Companies in the retail sector are highly exposed to cyclical economic conditions as well as high competition. Neither of these are qualities a long-term investor typically looks for.
Companies such as Abercrombie & Fitch (NYSE:ANF) and Dick's Sporting Goods (NYSE:DKS) saw their earnings decrease drastically during the latest economic downturn in 2008 and 2009. High competition can also lead to pricing pressures, pushing down margins, Abercrombie and Dick's had net profit margins of just over 1% and a bit over 5% last fiscal year, respectively.
Now what if I told you about a retail company that sells products you could find at Abercrombie or Dick's, but is not exposed to margin pressures and has the potential to actually increase sales during downturns in the economy?
This is where Winmark Corporation (NASDAQ:WINA) comes into the mix. Winmark is a small and not very well known company, however those who knew of them and invested in them five years ago have made out very well.
Though you may have never heard of Winmark, you have most likely heard of or shopped at stores it franchises. The company's market cap of under a half billion dollars is deceptively small once you notice its large reach. The company uses an all-franchise model with more than 1,000 stores across the U.S. and Canada under the brands Plato's Closet, Once Upon A Child, Play It Again Sports, Music Go Round, and Style Encore. All five of these stores specialize in selling high-quality, gently used, or occasionally new products.
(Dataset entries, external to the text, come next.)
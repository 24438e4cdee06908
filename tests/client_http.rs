//! HTTP client tests against a one-shot local responder.

use std::time::Duration;
use tokio::io::{AsyncReadExt, AsyncWriteExt};
use tokio::net::{TcpListener, TcpStream};
use tokio::task::JoinHandle;

use smellcheck::client::{AnalysisRequest, ServiceClient, Transport, TransportError};
use smellcheck::session::{AnalysisSession, Status};
use smellcheck::{CodeBuffer, Config, Language};

const CLEAN: &str = r#"{"smells":[],"metrics":{"lines":1,"functions":0,"classes":0,"complexity":1,"avg_method_length":0,"max_nesting_depth":0,"comment_ratio":0.0},"ml_prediction":{"has_smell":false,"confidence":0.92}}"#;

/// A request as seen by the responder.
struct Captured {
    head: String,
    body: String,
}

/// Serve exactly one HTTP response and hand back what was requested.
async fn serve_once(status: &'static str, body: &'static str) -> (String, JoinHandle<Captured>) {
    let listener = TcpListener::bind("127.0.0.1:0").await.unwrap();
    let addr = listener.local_addr().unwrap();

    let handle = tokio::spawn(async move {
        let (mut socket, _) = listener.accept().await.unwrap();
        let captured = read_request(&mut socket).await;
        let response = format!(
            "HTTP/1.1 {}\r\nContent-Type: application/json\r\nContent-Length: {}\r\nConnection: close\r\n\r\n{}",
            status,
            body.len(),
            body
        );
        socket.write_all(response.as_bytes()).await.unwrap();
        let _ = socket.shutdown().await;
        captured
    });

    (format!("http://{}", addr), handle)
}

async fn read_request(socket: &mut TcpStream) -> Captured {
    let mut data = Vec::new();
    let mut buf = [0u8; 4096];
    loop {
        let n = socket.read(&mut buf).await.unwrap();
        if n == 0 {
            break;
        }
        data.extend_from_slice(&buf[..n]);

        if let Some(end) = data.windows(4).position(|w| w == b"\r\n\r\n") {
            let head = String::from_utf8_lossy(&data[..end]).to_string();
            let length = head
                .to_ascii_lowercase()
                .lines()
                .find_map(|line| line.strip_prefix("content-length:").map(str::to_string))
                .and_then(|value| value.trim().parse::<usize>().ok())
                .unwrap_or(0);
            let start = end + 4;
            if data.len() >= start + length {
                let body = String::from_utf8_lossy(&data[start..start + length]).to_string();
                return Captured { head, body };
            }
        }
    }
    Captured {
        head: String::from_utf8_lossy(&data).to_string(),
        body: String::new(),
    }
}

fn client(endpoint: &str, timeout_ms: u64) -> ServiceClient {
    let config = Config {
        endpoint: endpoint.to_string(),
        timeout_ms,
        ..Default::default()
    };
    ServiceClient::new(&config).unwrap()
}

fn request(code: &str) -> AnalysisRequest {
    AnalysisRequest {
        code: code.to_string(),
        language: Language::Python,
    }
}

#[tokio::test]
async fn posts_code_and_returns_body() {
    let (endpoint, server) = serve_once("200 OK", CLEAN).await;

    let body = client(&endpoint, 5_000)
        .analyze(&request("x = 1"))
        .await
        .unwrap();
    assert_eq!(body, CLEAN);

    let captured = server.await.unwrap();
    assert!(captured.head.starts_with("POST /analyze HTTP/1.1"));
    let sent: serde_json::Value = serde_json::from_str(&captured.body).unwrap();
    assert_eq!(sent, serde_json::json!({"code": "x = 1", "language": "python"}));
}

#[tokio::test]
async fn error_status_carries_detail() {
    let (endpoint, server) =
        serve_once("400 Bad Request", r#"{"detail":"Code cannot be empty"}"#).await;

    let err = client(&endpoint, 5_000)
        .analyze(&request("   "))
        .await
        .unwrap_err();
    server.await.unwrap();

    match err {
        TransportError::Status { code, detail } => {
            assert_eq!(code, 400);
            assert_eq!(detail.as_deref(), Some("Code cannot be empty"));
        }
        other => panic!("expected status error, got {:?}", other),
    }
}

#[tokio::test]
async fn server_error_fails_session() {
    let (endpoint, server) = serve_once("500 Internal Server Error", "Internal Server Error").await;
    let session = AnalysisSession::new(client(&endpoint, 5_000));

    session.analyze_and_wait(&CodeBuffer::new("x = 1")).await;
    server.await.unwrap();

    assert!(matches!(session.status(), Status::Failed { .. }));
    assert_eq!(
        session.last_error().as_deref(),
        Some("analysis service returned HTTP 500")
    );
    assert!(session.results().is_empty());
}

#[tokio::test]
async fn success_over_http_populates_session() {
    let (endpoint, server) = serve_once("200 OK", CLEAN).await;
    let session = AnalysisSession::new(client(&endpoint, 5_000));

    session.analyze_and_wait(&CodeBuffer::new("x = 1")).await;
    server.await.unwrap();

    assert_eq!(session.status(), Status::Succeeded);
    let results = session.results();
    let metrics = results.metrics().unwrap();
    assert_eq!(metrics.complexity, Some(1.0));
    assert!(metrics.extra.contains_key("comment_ratio"));
}

#[tokio::test]
async fn slow_service_times_out() {
    let listener = TcpListener::bind("127.0.0.1:0").await.unwrap();
    let endpoint = format!("http://{}", listener.local_addr().unwrap());
    let server = tokio::spawn(async move {
        let (socket, _) = listener.accept().await.unwrap();
        tokio::time::sleep(Duration::from_secs(2)).await;
        drop(socket);
    });

    let err = client(&endpoint, 200)
        .analyze(&request("x = 1"))
        .await
        .unwrap_err();
    assert!(matches!(err, TransportError::Timeout), "got {:?}", err);
    server.abort();
}

#[tokio::test]
async fn refused_connection_is_network_error() {
    let listener = TcpListener::bind("127.0.0.1:0").await.unwrap();
    let endpoint = format!("http://{}", listener.local_addr().unwrap());
    drop(listener);

    let err = client(&endpoint, 2_000)
        .analyze(&request("x = 1"))
        .await
        .unwrap_err();
    assert!(matches!(err, TransportError::Network(_)), "got {:?}", err);
}

#[tokio::test]
async fn health_endpoint() {
    let (endpoint, server) =
        serve_once("200 OK", r#"{"status":"healthy","ml_model_loaded":true}"#).await;

    let health = client(&endpoint, 5_000).health().await.unwrap();
    let captured = server.await.unwrap();

    assert!(captured.head.starts_with("GET /health HTTP/1.1"));
    assert!(health.is_healthy());
    assert!(health.ml_model_loaded);
}
//! Source text submitted for analysis.

use serde::{Deserialize, Serialize};
use std::path::Path;

/// Source language tag sent with every request.
///
/// The analysis service only understands Python today.
#[derive(Debug, Clone, Copy, Default, PartialEq, Eq, Hash, Serialize, Deserialize)]
#[serde(rename_all = "lowercase")]
pub enum Language {
    #[default]
    Python,
}

impl Language {
    pub fn as_str(&self) -> &'static str {
        match self {
            Language::Python => "python",
        }
    }
}

impl std::fmt::Display for Language {
    fn fmt(&self, f: &mut std::fmt::Formatter<'_>) -> std::fmt::Result {
        write!(f, "{}", self.as_str())
    }
}

/// The text being edited plus its language.
///
/// Plain data holder. The session copies the text when it dispatches, so
/// edits made while a request is in flight never leak into that request.
#[derive(Debug, Clone, Default, PartialEq, Eq)]
pub struct CodeBuffer {
    text: String,
    language: Language,
}

impl CodeBuffer {
    pub fn new(text: impl Into<String>) -> Self {
        Self {
            text: text.into(),
            language: Language::default(),
        }
    }

    /// Load a buffer from a file on disk.
    pub fn from_path<P: AsRef<Path>>(path: P) -> anyhow::Result<Self> {
        let text = std::fs::read_to_string(path.as_ref())?;
        Ok(Self::new(text))
    }

    pub fn get(&self) -> &str {
        &self.text
    }

    pub fn set(&mut self, text: impl Into<String>) {
        self.text = text.into();
    }

    pub fn language(&self) -> Language {
        self.language
    }

    /// Number of lines in the buffer (an empty buffer has zero).
    pub fn line_count(&self) -> usize {
        self.text.lines().count()
    }
}
//! Client for the remote analysis service.
//!
//! The session only talks to the service through the [`Transport`] trait so
//! tests can substitute a scripted fake. [`ServiceClient`] is the HTTP
//! implementation:
//! - `POST /analyze` submits code and returns the raw response body
//! - `GET /health` and `GET /` report service status

mod analyze;
mod health;

pub use health::{HealthStatus, ServiceInfo};

use async_trait::async_trait;
use serde::{Deserialize, Serialize};
use std::time::Duration;
use thiserror::Error;

use crate::buffer::Language;
use crate::config::Config;

/// Errors that can occur talking to the analysis service.
#[derive(Error, Debug)]
pub enum TransportError {
    #[error("network error: {0}")]
    Network(#[from] reqwest::Error),
    #[error("request timed out")]
    Timeout,
    #[error("analysis service returned HTTP {code}{}", detail_suffix(.detail))]
    Status { code: u16, detail: Option<String> },
    #[error("invalid endpoint: {0}")]
    InvalidEndpoint(String),
}

fn detail_suffix(detail: &Option<String>) -> String {
    detail
        .as_deref()
        .map(|d| format!(": {}", d))
        .unwrap_or_default()
}

impl TransportError {
    /// Classify a reqwest failure, splitting out timeouts.
    pub(crate) fn from_reqwest(e: reqwest::Error) -> Self {
        if e.is_timeout() {
            TransportError::Timeout
        } else {
            TransportError::Network(e)
        }
    }
}

/// Body of an analysis request.
#[derive(Debug, Clone, PartialEq, Eq, Serialize, Deserialize)]
pub struct AnalysisRequest {
    pub code: String,
    pub language: Language,
}

/// Something that can carry an analysis request to the service.
///
/// Returns the raw success body; validation is the caller's job.
#[async_trait]
pub trait Transport: Send + Sync + 'static {
    async fn analyze(&self, request: &AnalysisRequest) -> Result<String, TransportError>;
}

/// HTTP client for the analysis service.
pub struct ServiceClient {
    http: reqwest::Client,
    base_url: String,
    timeout: Duration,
}

impl ServiceClient {
    /// Create a new client from configuration.
    pub fn new(config: &Config) -> Result<Self, TransportError> {
        let base_url = config.base_url().to_string();
        if !(base_url.starts_with("http://") || base_url.starts_with("https://")) {
            return Err(TransportError::InvalidEndpoint(base_url));
        }

        let http = reqwest::Client::builder()
            .user_agent(config.user_agent())
            .build()?;

        Ok(Self {
            http,
            base_url,
            timeout: Duration::from_millis(config.timeout_ms),
        })
    }

    pub fn base_url(&self) -> &str {
        &self.base_url
    }

    /// Query `GET /health`.
    pub async fn health(&self) -> Result<HealthStatus, TransportError> {
        health::health(&self.http, &self.base_url, self.timeout).await
    }

    /// Query `GET /` for the service banner.
    pub async fn info(&self) -> Result<ServiceInfo, TransportError> {
        health::info(&self.http, &self.base_url, self.timeout).await
    }
}

#[async_trait]
impl Transport for ServiceClient {
    async fn analyze(&self, request: &AnalysisRequest) -> Result<String, TransportError> {
        analyze::submit(&self.http, &self.base_url, request, self.timeout).await
    }
}

/// Turn a non-success response into a [`TransportError::Status`], pulling
/// the `detail` message out of the body when the service sent one.
pub(crate) async fn status_error(response: reqwest::Response) -> TransportError {
    let code = response.status().as_u16();
    let detail = response
        .text()
        .await
        .ok()
        .and_then(|body| error_detail(&body));
    TransportError::Status { code, detail }
}

/// Extract `detail` from a `{"detail": ...}` error body.
fn error_detail(body: &str) -> Option<String> {
    let value: serde_json::Value = serde_json::from_str(body).ok()?;
    match value.get("detail")? {
        serde_json::Value::String(s) if !s.is_empty() => Some(s.clone()),
        serde_json::Value::Null => None,
        other => Some(other.to_string()),
    }
}
//! Smellcheck CLI entry point.

use clap::Parser;
use smellcheck::cli::{self, Cli, Commands, EXIT_ERROR};

#[tokio::main]
async fn main() {
    let cli = Cli::parse();
    cli::init_tracing(cli.global.verbose);

    let result = match &cli.command {
        Commands::Analyze(args) => cli::run_analyze(&cli.global, args).await,
        Commands::Health => cli::run_health(&cli.global).await,
        Commands::Init(args) => cli::run_init(args),
    };

    let exit_code = match result {
        Ok(code) => code,
        Err(e) => {
            eprintln!("Error: {}", e);
            EXIT_ERROR
        }
    };

    std::process::exit(exit_code);
}
//! Human-readable messages for the sync CLI.
//!
//! Progress and summaries are written to an injected writer rather than
//! straight to stderr so callers and tests decide where they go.

use crate::config::SdkTarget;
use crate::ledger::CorruptLedgerPolicy;
use std::io::Write;

/// Write `message` followed by a newline, ignoring write failures.
pub fn write_stderr_line(stderr: &mut dyn Write, message: impl std::fmt::Display) {
    if writeln!(stderr, "{message}").is_err() {
        // Best-effort logging; ignore write failures.
    }
}

/// Format the closing message of a fully successful run.
///
/// # Example
///
/// ```
/// use sdk_checksum_sync::output::success_message;
///
/// assert!(success_message("v0.1.0", 3).contains("3 SDKs"));
/// ```
#[must_use]
pub fn success_message(version: &str, sdk_count: usize) -> String {
    let plural = if sdk_count == 1 { "SDK" } else { "SDKs" };
    format!(
        "Successfully updated checksums and versions to {version} for {sdk_count} {plural}. \
         Review the changes, then commit them to your repository."
    )
}

/// Format the closing message of a run in which some SDKs failed.
///
/// # Example
///
/// ```
/// use sdk_checksum_sync::output::partial_failure_message;
///
/// let names = vec!["Python".to_owned()];
/// assert_eq!(partial_failure_message(&names), "Failed to update SDKs: Python");
/// ```
#[must_use]
pub fn partial_failure_message(failed: &[String]) -> String {
    format!("Failed to update SDKs: {}", failed.join(", "))
}

/// Everything a dry run reports.
#[derive(Debug)]
pub struct DryRunInfo<'a> {
    /// Version being synchronised.
    pub version: &'a str,
    /// Checksum manifest URL that would be fetched.
    pub url: &'a str,
    /// Policy applied to unparsable ledgers.
    pub policy: CorruptLedgerPolicy,
    /// Resolved SDK targets, in processing order.
    pub targets: &'a [SdkTarget],
}

impl DryRunInfo<'_> {
    /// Format the dry-run report for display.
    #[must_use]
    pub fn display_text(&self) -> String {
        let policy = match self.policy {
            CorruptLedgerPolicy::Reset => "reset",
            CorruptLedgerPolicy::Abort => "abort",
        };
        let mut text = format!(
            "Dry run - no files will be modified\n\n\
             Version:        {}\n\
             Manifest URL:   {}\n\
             Corrupt ledger: {policy}\n",
            self.version, self.url
        );
        for target in self.targets {
            text.push_str(&format!(
                "\n{}:\n  ledger: {}\n  identifier: {}\n",
                target.name, target.ledger_path, target.identifier
            ));
            for file in &target.files {
                text.push_str(&format!("  file: {file}\n"));
            }
        }
        text
    }
}

#[cfg(test)]
mod tests {
    use super::*;
    use crate::config::SyncConfig;
    use rstest::rstest;

    #[rstest]
    #[case(1, "1 SDK.")]
    #[case(3, "3 SDKs.")]
    fn success_message_pluralises(#[case] count: usize, #[case] expected: &str) {
        assert!(success_message("v0.1.0", count).contains(expected));
    }

    #[test]
    fn partial_failure_lists_names_in_order() {
        let names = vec!["TypeScript".to_owned(), "Dotnet".to_owned()];
        assert_eq!(
            partial_failure_message(&names),
            "Failed to update SDKs: TypeScript, Dotnet"
        );
    }

    #[test]
    fn dry_run_lists_every_target_file() {
        let targets = SyncConfig::default().targets();
        let info = DryRunInfo {
            version: "v0.1.0",
            url: "https://example.test/checksums.txt",
            policy: CorruptLedgerPolicy::Abort,
            targets: &targets,
        };

        let text = info.display_text();
        assert!(text.starts_with("Dry run"));
        assert!(text.contains("Corrupt ledger: abort"));
        assert!(text.contains("./sdks/python/src/test_server_sdk/install.py"));
        assert!(text.contains("./sdks/dotnet/tools/installer/Program.cs"));
    }

    #[test]
    fn write_stderr_line_appends_newline() {
        let mut buffer = Vec::new();
        write_stderr_line(&mut buffer, "hello");
        assert_eq!(buffer, b"hello\n");
    }
}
These stores represent quality and affordability, stores where you can buy nearly new brand-name goods at very steep discounts. Hard economic times tighten the budgets of many families, yet kids continue to outgrow clothes, try new sports, and want to learn new instruments no matter what economic times we are in. This is where Winmark's brands shine in investors' eyes. I would never go as far as to say that any retail stores are recession-proof. However, all five of Winmark's brands make a case for being recession-resistant.
The average middle class person would gladly buy a gently used version of Abercrombie's new style from Plato's Closet or a gently used hockey stick from Play It Again Sports at a very steep discount, especially during hard times. This is what makes Winmark so attractive to long-term investors.
Now that we know about their stores, let's go on to how Winmark actually operates, and why it is such a good model.
Winmark is in the business of franchising their store brands. This means that they do not own the stores in these names, instead they let individual business owners own and manage the stores, and in return Winmark receives a royalty fee based on a percentage of sales. This is a great business model for investors because they will get to participate with the top-line growth of the stores, yet they are not necess arily participating in the downfalls of pressured margins or store-level operational inefficiencies.
The quantitative side of things
Over the last 10 years, Winmark has grown revenue from $27 million to $56 million, or a little over 7.5% a year on average. Also notable is that the company boosted its top line all the way through the deep recession of 2007 to 2009. Over the same 10-year time horizon, Winmark's net income and earnings per share have risen at an average pace of over 16% and 18% per year, respectively.
Growth is one thing, but it is also nice to see a company with efficient operations, and Winmark again passes the test. Its average profit margin over the last 10 years stands at more than 17%, with it being at or above the 25% range over the last four years as well. Your eyes may be wide if you remember the 1% and 5% profit margins from Abercrombie and Dick's which were earlier stated.
Along with growth and efficiency, what else does Winmark offer investors? How about very strong balance sheet? Winmark has only $15 million worth of total liabilities and nearly double that in cash, with $29 million as of the end of 2013.
It is very rare to find a company that has spectacular growth in earnings, high margins, and a squeaky-clean balance sheet trading at 22 times earnings with the broad market trading at 18 times earnings. Abercrombie and Dicks are selling at 53 and 20 times earnings, respectively. I believe Winmark's premium valuation in comparison to the market is well deserved due to their strengths.
Also worth mentioning, this company is held very tightly, with insiders -- board members and executives -- owning more than 45% of the outstanding shares. There is no better way to be sure of managements' shared interest with investors than management having skin in the game, and Winmark's has quite a bit of skin in the game.
I believe Winmark employs an excellent business model, as franchising takes a lot of risk out of the equation from a store-level operational standpoint and lets the company grow with their brands. Though you may have never heard of Winmark before today, this is an excellent company you should have your eyes on in the future.